The force consists at present of 2200 Europeans and 1500 natives, a total of 3700 bayonets, while the insurgents are numberless, having been
reinforced by the mutinous regiments from every quarter. They are in a perfect state of preparation with strong defences and well equipped … The insurgents have attacked our positions twenty different times, and this day, they are out again making their twenty-first attack. It is true, they have been invariably driven back, but we have lost a great many men in doing so in killed and wounded …
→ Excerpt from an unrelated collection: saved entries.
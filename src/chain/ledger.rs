//! The wallet side of the chain boundary: account identity and transaction
//! submission. The contract's method surface lives in [`crate::chain::proxy`].

use std::fmt;

use async_trait::async_trait;
use futures::stream::LocalBoxStream;
use serde::{Deserialize, Serialize};

use crate::chain::error::ChainError;
use crate::chain::proxy::MethodCall;
use crate::chain::units::Wei;

/// An account address in canonical form: trimmed and lowercased. All equality
/// comparisons in the app go through this type, so normalization happens once
/// at the read boundary and never downstream.
#[derive(Debug, Clone, Default, PartialEq, Eq, Hash, Serialize, Deserialize)]
pub struct Address(String);

impl Address {
    pub fn new(raw: &str) -> Self {
        Address(raw.trim().to_lowercase())
    }

    pub fn as_str(&self) -> &str {
        &self.0
    }

    pub fn is_empty(&self) -> bool {
        self.0.is_empty()
    }
}

impl fmt::Display for Address {
    fn fmt(&self, f: &mut fmt::Formatter<'_>) -> fmt::Result {
        self.0.fmt(f)
    }
}

/// Receipt for a mined transaction. The controller never inspects it beyond
/// success; state refreshes ride on contract events, not receipts.
#[derive(Debug, Clone, Default, Deserialize)]
pub struct TxReceipt {
    #[serde(default)]
    pub transaction_hash: String,
}

/// Capability set the wallet must provide. `submit` suspends until the
/// transaction is mined or rejected.
#[async_trait(?Send)]
pub trait LedgerClient {
    async fn request_accounts(&self) -> Result<Vec<Address>, ChainError>;

    async fn submit(
        &self,
        from: &Address,
        call: MethodCall,
        value: Option<Wei>,
    ) -> Result<TxReceipt, ChainError>;

    /// Account-change notifications. Acquired once when the controller
    /// starts and dropped when it stops.
    fn account_changes(&self) -> LocalBoxStream<'static, Address>;
}

#[cfg(test)]
mod tests {
    use super::*;

    #[test]
    fn address_is_canonicalized() {
        assert_eq!(Address::new("  0xAbC  ").as_str(), "0xabc");
        assert_eq!(Address::new("0xABC"), Address::new("0xabc"));
    }

    #[test]
    fn empty_address() {
        assert!(Address::default().is_empty());
        assert!(Address::new("   ").is_empty());
    }
}
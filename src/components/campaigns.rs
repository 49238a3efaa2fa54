use dioxus::prelude::*;
use tokio::sync::mpsc::UnboundedSender;

use crate::chain::campaign::Campaign;
use crate::chain::AppCmd;
use crate::components::{policy, AppState};

/// Live campaigns with per-row Pledge / Cancel / Fulfill controls.
#[component]
pub fn ActiveCampaignsSection() -> Element {
    let app_state = use_context::<AppState>();
    let cmd_tx = use_context::<UnboundedSender<AppCmd>>();
    let view = app_state.view.read();
    let campaigns = view.active_campaigns.clone();

    rsx! {
        section { class: "live-campaigns",
            h2 { "Live campaigns" }

            table { class: "table table-bordered",
                thead {
                    tr {
                        th { "Entrepreneur" }
                        th { "Id" }
                        th { "Price" }
                        th { "Pledges Sold" }
                        th { "Pledges Left" }
                        th { "Your Pledges" }
                        th { "" }
                    }
                }
                tbody {
                    for campaign in campaigns.iter() {
                        {
                            let show_controls = policy::shows_campaign_controls(&view, campaign);
                            let can_cancel = policy::is_eligible_to_cancel(&view, campaign);
                            let can_fulfill = policy::can_fulfill(campaign);
                            let pledge_cmd = AppCmd::Pledge {
                                campaign_id: campaign.id,
                                pledge_cost: campaign.pledge_cost.clone(),
                            };
                            let cancel_cmd = AppCmd::CancelCampaign { campaign_id: campaign.id };
                            let fulfill_cmd = AppCmd::FulfillCampaign { campaign_id: campaign.id };
                            let tx_pledge = cmd_tx.clone();
                            let tx_cancel = cmd_tx.clone();
                            let tx_fulfill = cmd_tx.clone();

                            rsx! {
                                tr { key: "{campaign.id}",
                                    CampaignCells { campaign: campaign.clone() }
                                    td {
                                        button {
                                            class: "btn btn-green",
                                            onclick: move |_| { let _ = tx_pledge.send(pledge_cmd.clone()); },
                                            "Pledge"
                                        }
                                        button {
                                            class: "btn btn-red",
                                            hidden: !show_controls,
                                            disabled: !can_cancel,
                                            onclick: move |_| { let _ = tx_cancel.send(cancel_cmd.clone()); },
                                            "Cancel"
                                        }
                                        button {
                                            class: if can_fulfill { "btn btn-blue" } else { "btn btn-grey" },
                                            hidden: !show_controls,
                                            disabled: !can_fulfill,
                                            onclick: move |_| { let _ = tx_fulfill.send(fulfill_cmd.clone()); },
                                            "Fulfill"
                                        }
                                    }
                                }
                            }
                        }
                    }
                }
            }
        }
    }
}

#[component]
pub fn FulfilledCampaignsSection() -> Element {
    let app_state = use_context::<AppState>();
    let campaigns = app_state.view.read().fulfilled_campaigns.clone();

    rsx! {
        section { class: "fulfilled-campaigns",
            h2 { "Fulfilled campaigns" }
            CampaignTable { campaigns }
        }
    }
}

#[component]
pub fn CanceledCampaignsSection() -> Element {
    let app_state = use_context::<AppState>();
    let cmd_tx = use_context::<UnboundedSender<AppCmd>>();
    let view = app_state.view.read();
    let campaigns = view.canceled_campaigns.clone();
    let can_claim = policy::can_claim_refund(&view);
    drop(view);

    rsx! {
        section { class: "canceled-campaigns",
            h2 { "Canceled campaigns" }

            button {
                class: if can_claim { "btn btn-blue" } else { "btn btn-grey" },
                disabled: !can_claim,
                onclick: move |_| { let _ = cmd_tx.send(AppCmd::ClaimRefund); },
                "Claim"
            }

            CampaignTable { campaigns }
        }
    }
}

/// Plain listing for the terminal-state sections.
#[component]
fn CampaignTable(campaigns: Vec<Campaign>) -> Element {
    rsx! {
        table { class: "table",
            thead {
                tr {
                    th { "Entrepreneur" }
                    th { "Id" }
                    th { "Price" }
                    th { "Pledges Sold" }
                    th { "Pledges Left" }
                    th { "Your Pledges" }
                }
            }
            tbody {
                for campaign in campaigns.iter() {
                    tr { key: "{campaign.id}",
                        CampaignCells { campaign: campaign.clone() }
                    }
                }
            }
        }
    }
}

#[component]
fn CampaignCells(campaign: Campaign) -> Element {
    rsx! {
        td { "{campaign.creator}" }
        td { "{campaign.id}" }
        td { "{campaign.pledge_cost}" }
        td { "{campaign.pledges_sold}" }
        td { "{campaign.pledges_remaining}" }
        td { "{campaign.backer_pledges}" }
    }
}
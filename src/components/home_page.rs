use dioxus::prelude::*;
use tokio::sync::mpsc::UnboundedSender;

use crate::chain::AppCmd;
use crate::components::campaigns::{ActiveCampaignsSection, CanceledCampaignsSection, FulfilledCampaignsSection};
use crate::components::control_panel::ControlPanel;
use crate::components::state::StatePatch;
use crate::components::{policy, AppState};

#[component]
pub fn HomeComponent() -> Element {
    rsx! {
        div { class: "page-container",
            Header {}
            hr {}
            NewCampaignForm {}
            hr {}
            ActiveCampaignsSection {}
            hr {}
            FulfilledCampaignsSection {}
            hr {}
            CanceledCampaignsSection {}
            hr {}
            ControlPanel {}
        }
    }
}

#[component]
fn Header() -> Element {
    let app_state = use_context::<AppState>();
    let cmd_tx = use_context::<UnboundedSender<AppCmd>>();
    let view = app_state.view.read();

    let current_address = view.current_address.to_string();
    let owner_address = view.owner_address.to_string();
    let balance = view.contract_balance.clone();
    let fees = view.collected_fees.clone();
    let message = view.message.clone();
    drop(view);

    rsx! {
        header { class: "header",
            div { class: "flex justify-between items-center",
                h1 { "Crowdfunding DApp" }
                button {
                    class: "btn btn-ghost btn-sm",
                    onclick: move |_| { let _ = cmd_tx.send(AppCmd::ReloadPage); },
                    "Refresh"
                }
            }

            div { class: "wallet-details",
                div { class: "addresses",
                    p { "Current Address "
                        input { class: "form-control", id: "current-addr", value: "{current_address}", readonly: true }
                    }
                    p { "Owner's Address "
                        input { class: "form-control", id: "owner-addr", value: "{owner_address}", readonly: true }
                    }
                }
                div { class: "balances",
                    p { "Balance "
                        input { class: "form-control", id: "contract-balance", value: "{balance}", readonly: true }
                    }
                    p { "Collected Fees "
                        input { class: "form-control", id: "collected-fees", value: "{fees}", readonly: true }
                    }
                }
            }

            if !message.is_empty() {
                div { class: "advisory", "{message}" }
            }
        }
    }
}

/// Every keystroke lands in the store; submission reads the store back, so
/// there is never a separate local draft to drift out of sync.
#[component]
fn NewCampaignForm() -> Element {
    let mut app_state = use_context::<AppState>();
    let cmd_tx = use_context::<UnboundedSender<AppCmd>>();
    let view = app_state.view.read();

    let title = view.campaign_title.clone();
    let cost = view.pledge_cost.clone();
    let count = view.number_of_pledges.clone();
    let disabled = !policy::can_create_campaign(&view);
    drop(view);

    let on_create = move |_| {
        let view = app_state.view.read();
        let _ = cmd_tx.send(AppCmd::CreateCampaign {
            title: view.campaign_title.clone(),
            pledge_cost: view.pledge_cost.clone(),
            pledge_count: view.number_of_pledges.clone(),
        });
    };

    rsx! {
        section { class: "new-campaign",
            h2 { "New Campaign" }

            div { class: "form-control",
                label { "Title: "
                    input {
                        class: "form-control",
                        id: "campaign-title",
                        placeholder: "Enter a title",
                        value: "{title}",
                        oninput: move |e| app_state.patch(StatePatch {
                            campaign_title: Some(e.value()),
                            ..Default::default()
                        }),
                    }
                }
            }
            div { class: "form-control",
                label { "Pledge cost: "
                    input {
                        class: "form-control",
                        id: "pledge-cost",
                        r#type: "number",
                        value: "{cost}",
                        oninput: move |e| app_state.patch(StatePatch {
                            pledge_cost: Some(e.value()),
                            ..Default::default()
                        }),
                    }
                }
            }
            div { class: "form-control",
                label { "Number of pledges: "
                    input {
                        class: "form-control",
                        id: "number-of-pledges",
                        r#type: "number",
                        value: "{count}",
                        oninput: move |e| app_state.patch(StatePatch {
                            number_of_pledges: Some(e.value()),
                            ..Default::default()
                        }),
                    }
                }
            }
            button {
                class: if disabled { "btn btn-grey" } else { "btn btn-blue" },
                id: "create-campaign-btn",
                disabled,
                onclick: on_create,
                "Create"
            }
        }
    }
}
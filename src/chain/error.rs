use thiserror::Error;

/// Failures at the ledger/contract boundary. None of these are fatal to the
/// UI; the worst outcome of any of them is a stale or empty view.
#[derive(Debug, Error)]
pub enum ChainError {
    /// No wallet / no account identity available.
    #[error("wallet unavailable: {0}")]
    Wallet(String),

    /// A read-only contract call failed.
    #[error("contract call failed: {0}")]
    Call(String),

    /// A submitted transaction was rejected by the proxy or the ledger.
    #[error("transaction rejected: {0}")]
    Rejected(String),

    /// The proxy returned parallel arrays that do not line up.
    #[error("malformed campaign data: {0}")]
    Decode(String),

    /// A decimal amount string could not be converted to base units.
    #[error("bad amount {0:?}")]
    Amount(String),
}
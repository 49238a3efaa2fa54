//! Conversion between the ledger's base unit (wei) and the decimal ether
//! strings shown in the UI. Monetary values cross this boundary exactly once
//! per read or submission; the view never stores base units.

use crate::chain::error::ChainError;

/// Smallest indivisible currency denomination.
pub type Wei = u128;

const DECIMALS: usize = 18;

/// Parses a decimal ether string ("1.5", "0.02", "12") into wei.
///
/// More than 18 fractional digits is not representable and is rejected
/// rather than silently truncated.
pub fn to_base_units(decimal: &str) -> Result<Wei, ChainError> {
    let s = decimal.trim();
    if s.is_empty() {
        return Err(ChainError::Amount(decimal.to_string()));
    }

    let (int_part, frac_part) = match s.split_once('.') {
        Some((i, f)) => (i, f),
        None => (s, ""),
    };

    if frac_part.len() > DECIMALS || (int_part.is_empty() && frac_part.is_empty()) {
        return Err(ChainError::Amount(decimal.to_string()));
    }

    let int: Wei = if int_part.is_empty() {
        0
    } else {
        int_part
            .parse()
            .map_err(|_| ChainError::Amount(decimal.to_string()))?
    };

    let mut frac: Wei = 0;
    if !frac_part.is_empty() {
        frac = frac_part
            .parse()
            .map_err(|_| ChainError::Amount(decimal.to_string()))?;
        for _ in 0..DECIMALS - frac_part.len() {
            frac *= 10;
        }
    }

    int.checked_mul(10u128.pow(DECIMALS as u32))
        .and_then(|i| i.checked_add(frac))
        .ok_or_else(|| ChainError::Amount(decimal.to_string()))
}

/// Formats wei as a decimal ether string with trailing zeros trimmed.
pub fn from_base_units(wei: Wei) -> String {
    let int = wei / 10u128.pow(DECIMALS as u32);
    let frac = wei % 10u128.pow(DECIMALS as u32);

    if frac == 0 {
        return int.to_string();
    }

    let frac = format!("{:0>width$}", frac, width = DECIMALS);
    format!("{}.{}", int, frac.trim_end_matches('0'))
}

#[cfg(test)]
mod tests {
    use super::*;

    #[test]
    fn whole_ether() {
        assert_eq!(to_base_units("1").unwrap(), 1_000_000_000_000_000_000);
        assert_eq!(from_base_units(2_000_000_000_000_000_000), "2");
    }

    #[test]
    fn fractional_ether() {
        assert_eq!(to_base_units("0.02").unwrap(), 20_000_000_000_000_000);
        assert_eq!(to_base_units("1.5").unwrap(), 1_500_000_000_000_000_000);
        assert_eq!(from_base_units(20_000_000_000_000_000), "0.02");
    }

    #[test]
    fn zero() {
        assert_eq!(to_base_units("0").unwrap(), 0);
        assert_eq!(from_base_units(0), "0");
    }

    #[test]
    fn single_wei() {
        assert_eq!(from_base_units(1), "0.000000000000000001");
        assert_eq!(to_base_units("0.000000000000000001").unwrap(), 1);
    }

    #[test]
    fn round_trip() {
        for s in ["0", "1", "0.02", "1.5", "123.456", "0.000000000000000001"] {
            assert_eq!(from_base_units(to_base_units(s).unwrap()), s, "{}", s);
        }
    }

    #[test]
    fn rejects_garbage() {
        assert!(to_base_units("").is_err());
        assert!(to_base_units("abc").is_err());
        assert!(to_base_units("1.2.3").is_err());
        assert!(to_base_units("-1").is_err());
        // 19 fractional digits is below one wei
        assert!(to_base_units("0.0000000000000000001").is_err());
    }

    #[test]
    fn accepts_surrounding_whitespace() {
        assert_eq!(to_base_units(" 1.5 ").unwrap(), 1_500_000_000_000_000_000);
    }
}
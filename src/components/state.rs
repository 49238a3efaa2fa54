//! The view-state store: a flat cache of everything the page renders,
//! mutated only through [`StatePatch::apply`]. The whole struct lives inside
//! one `Signal`, so applying a patch under a single write guard is one
//! observable change and one re-render.

use crate::chain::campaign::Campaign;
use crate::chain::ledger::Address;

/// Everything the UI renders. Monetary fields are decimal ether strings;
/// conversion from wei happens at the chain boundary, never here.
#[derive(Debug, Clone, Default, PartialEq)]
pub struct ViewState {
    pub current_address: Address,
    pub owner_address: Address,
    pub contract_balance: String,
    pub collected_fees: String,
    /// Advisory message shown under the header, e.g. when no wallet is
    /// connected or a submission failed.
    pub message: String,

    // New-campaign form
    pub campaign_title: String,
    pub pledge_cost: String,
    pub number_of_pledges: String,

    // Control-panel form
    pub new_contract_owner: String,
    pub address_to_ban: String,

    // Each list is fully replaced on reload, never patched element-wise.
    pub active_campaigns: Vec<Campaign>,
    pub fulfilled_campaigns: Vec<Campaign>,
    pub canceled_campaigns: Vec<Campaign>,

    pub banned_users: Vec<Address>,
    /// Caller-specific flag from the canceled listing.
    pub deserves_refund: bool,
    pub contract_is_active: bool,
}

/// A partial set of field updates, applied atomically. The store performs no
/// validation; it is a pure cache of confirmed (or typed-in) values.
#[derive(Debug, Clone, Default)]
pub struct StatePatch {
    pub current_address: Option<Address>,
    pub owner_address: Option<Address>,
    pub contract_balance: Option<String>,
    pub collected_fees: Option<String>,
    pub message: Option<String>,

    pub campaign_title: Option<String>,
    pub pledge_cost: Option<String>,
    pub number_of_pledges: Option<String>,
    pub new_contract_owner: Option<String>,
    pub address_to_ban: Option<String>,

    pub active_campaigns: Option<Vec<Campaign>>,
    pub fulfilled_campaigns: Option<Vec<Campaign>>,
    pub canceled_campaigns: Option<Vec<Campaign>>,

    pub banned_users: Option<Vec<Address>>,
    pub deserves_refund: Option<bool>,
    pub contract_is_active: Option<bool>,
}

impl StatePatch {
    pub fn apply(self, state: &mut ViewState) {
        macro_rules! set {
            ($field:ident) => {
                if let Some(v) = self.$field {
                    state.$field = v;
                }
            };
        }

        set!(current_address);
        set!(owner_address);
        set!(contract_balance);
        set!(collected_fees);
        set!(message);
        set!(campaign_title);
        set!(pledge_cost);
        set!(number_of_pledges);
        set!(new_contract_owner);
        set!(address_to_ban);
        set!(active_campaigns);
        set!(fulfilled_campaigns);
        set!(canceled_campaigns);
        set!(banned_users);
        set!(deserves_refund);
        set!(contract_is_active);
    }
}

#[cfg(test)]
mod tests {
    use super::*;

    fn campaign(id: u64, creator: &str) -> Campaign {
        Campaign {
            creator: Address::new(creator),
            id,
            pledge_cost: "1".into(),
            pledges_sold: 0,
            pledges_remaining: 3,
            backer_pledges: 0,
            is_privileged: false,
        }
    }

    #[test]
    fn untouched_fields_survive() {
        let mut state = ViewState {
            message: "hello".into(),
            contract_balance: "5".into(),
            ..Default::default()
        };

        StatePatch {
            collected_fees: Some("0.04".into()),
            ..Default::default()
        }
        .apply(&mut state);

        assert_eq!(state.collected_fees, "0.04");
        assert_eq!(state.message, "hello");
        assert_eq!(state.contract_balance, "5");
    }

    #[test]
    fn lists_are_replaced_wholesale() {
        let mut state = ViewState {
            active_campaigns: vec![campaign(1, "0xaaa"), campaign(2, "0xbbb")],
            ..Default::default()
        };

        StatePatch {
            active_campaigns: Some(vec![campaign(3, "0xccc")]),
            ..Default::default()
        }
        .apply(&mut state);

        assert_eq!(state.active_campaigns.len(), 1);
        assert_eq!(state.active_campaigns[0].id, 3);
    }

    #[test]
    fn overlapping_reloads_last_writer_wins() {
        // Two reloads of the same list settling out of order: the store ends
        // up with exactly the later patch's list, no element mixing.
        let older = StatePatch {
            active_campaigns: Some(vec![campaign(1, "0xaaa"), campaign(2, "0xbbb")]),
            ..Default::default()
        };
        let newer = StatePatch {
            active_campaigns: Some(vec![campaign(9, "0xccc")]),
            ..Default::default()
        };

        let mut a = ViewState::default();
        newer.clone().apply(&mut a);
        older.clone().apply(&mut a);
        assert_eq!(
            a.active_campaigns.iter().map(|c| c.id).collect::<Vec<_>>(),
            vec![1, 2]
        );

        let mut b = ViewState::default();
        older.apply(&mut b);
        newer.apply(&mut b);
        assert_eq!(
            b.active_campaigns.iter().map(|c| c.id).collect::<Vec<_>>(),
            vec![9]
        );
    }
}
//! Userflow API - A reactive user CRUD microservice
//!
//! An HTTP layer exposes create, get-by-id, list-all, update and delete
//! operations on a `User` entity backed by MongoDB.
//!
//! # Architecture Layers
//!
//! - **cli**: Command-line interface
//! - **commands**: CLI command implementations
//! - **config**: Application configuration and constants
//! - **domain**: Core business entities and DTO mappings
//! - **services**: Application use cases and business logic
//! - **infra**: Infrastructure concerns (document store, repositories)
//! - **api**: HTTP handlers, extractors, and routes
//! - **errors**: Centralized error handling

pub mod api;
pub mod cli;
pub mod commands;
pub mod config;
pub mod domain;
pub mod errors;
pub mod infra;
pub mod services;

// Re-export commonly used types at crate root
pub use api::AppState;
pub use config::Config;
pub use domain::User;
pub use errors::{AppError, AppResult};
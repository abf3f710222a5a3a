//! Application configuration and constants.

pub mod constants;
pub mod settings;

pub use constants::*;
pub use settings::Config;
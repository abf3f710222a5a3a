//! MongoDB connection and initialization.

use std::time::Duration;

use mongodb::{bson::doc, options::ClientOptions, Client, Collection};

use crate::config::{
    Config, MONGODB_CONNECT_TIMEOUT_SECS, MONGODB_MAX_POOL_SIZE, MONGODB_MIN_POOL_SIZE,
    MONGODB_SERVER_SELECTION_TIMEOUT_SECS,
};
use crate::errors::AppResult;

/// Database wrapper for connection management
#[derive(Clone)]
pub struct Database {
    client: Client,
    database: mongodb::Database,
}

impl Database {
    /// Connect to MongoDB and verify connectivity with a ping.
    pub async fn connect(config: &Config) -> AppResult<Self> {
        let mut options = ClientOptions::parse(&config.mongodb_url).await?;
        options.max_pool_size = Some(MONGODB_MAX_POOL_SIZE);
        options.min_pool_size = Some(MONGODB_MIN_POOL_SIZE);
        options.connect_timeout = Some(Duration::from_secs(MONGODB_CONNECT_TIMEOUT_SECS));
        options.server_selection_timeout =
            Some(Duration::from_secs(MONGODB_SERVER_SELECTION_TIMEOUT_SECS));

        let client = Client::with_options(options)?;
        let database = client.database(&config.mongodb_database);

        database.run_command(doc! { "ping": 1 }).await?;
        tracing::info!(database = %config.mongodb_database, "MongoDB connected");

        Ok(Self { client, database })
    }

    /// Get a typed handle to a collection.
    pub fn collection<T: Send + Sync>(&self, name: &str) -> Collection<T> {
        self.database.collection(name)
    }

    /// Check connectivity by issuing a ping command.
    pub async fn ping(&self) -> AppResult<()> {
        self.database.run_command(doc! { "ping": 1 }).await?;
        Ok(())
    }

    /// Get a reference to the underlying client.
    pub fn client(&self) -> &Client {
        &self.client
    }
}
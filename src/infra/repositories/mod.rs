//! Repository implementations over the document store.

pub mod user_repository;

pub use user_repository::{UserRepository, UserStore};
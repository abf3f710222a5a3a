//! Application route configuration.

use axum::{http::StatusCode, response::Json, routing::get, Router};
use serde::Serialize;
use tower_http::trace::TraceLayer;
use utoipa::OpenApi;
use utoipa_swagger_ui::SwaggerUi;

use super::handlers::user_routes;
use super::openapi::ApiDoc;
use super::AppState;

/// Create the application router with all routes configured
pub fn create_router(state: AppState) -> Router {
    Router::new()
        .route("/health", get(health))
        // OpenAPI Swagger UI documentation
        .merge(SwaggerUi::new("/swagger-ui").url("/api-docs/openapi.json", ApiDoc::openapi()))
        .nest("/users", user_routes())
        .layer(TraceLayer::new_for_http())
        .with_state(state)
}

/// Health check response
#[derive(Serialize)]
struct HealthResponse {
    status: &'static str,
}

/// Liveness probe; store connectivity is verified at startup.
async fn health() -> (StatusCode, Json<HealthResponse>) {
    (StatusCode::OK, Json(HealthResponse { status: "ok" }))
}
//! Application services layer - Use cases and business logic.
//!
//! Services orchestrate domain logic and infrastructure to fulfill
//! application use cases. They depend on abstractions (traits) for
//! dependency inversion.

mod user_service;

pub use user_service::{UserManager, UserService};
I have determined to hold out the position we now have to the last, as I consider it of the utmost importance to keep the insurgents now in Delhy from over-running the country. To enable me however to hold this position I must be strongly reinforced, and that speedily. I hear that there is no chance of relying from the forces collecting below [from Calcutta]. I therefore earnestly call upon you, to send me as quickly as you can such support as you can from the Punjab: a complete European regiment if possible, and one or two Seikh or Punjaubee regiments. I candidly tell you that unless speedily reinforced this force will soon be so reduced by casualties and sickness that nothing will be left, but a retreat to Kurnaul. The disasters attending such an unfortunate proceeding, I cannot calculate.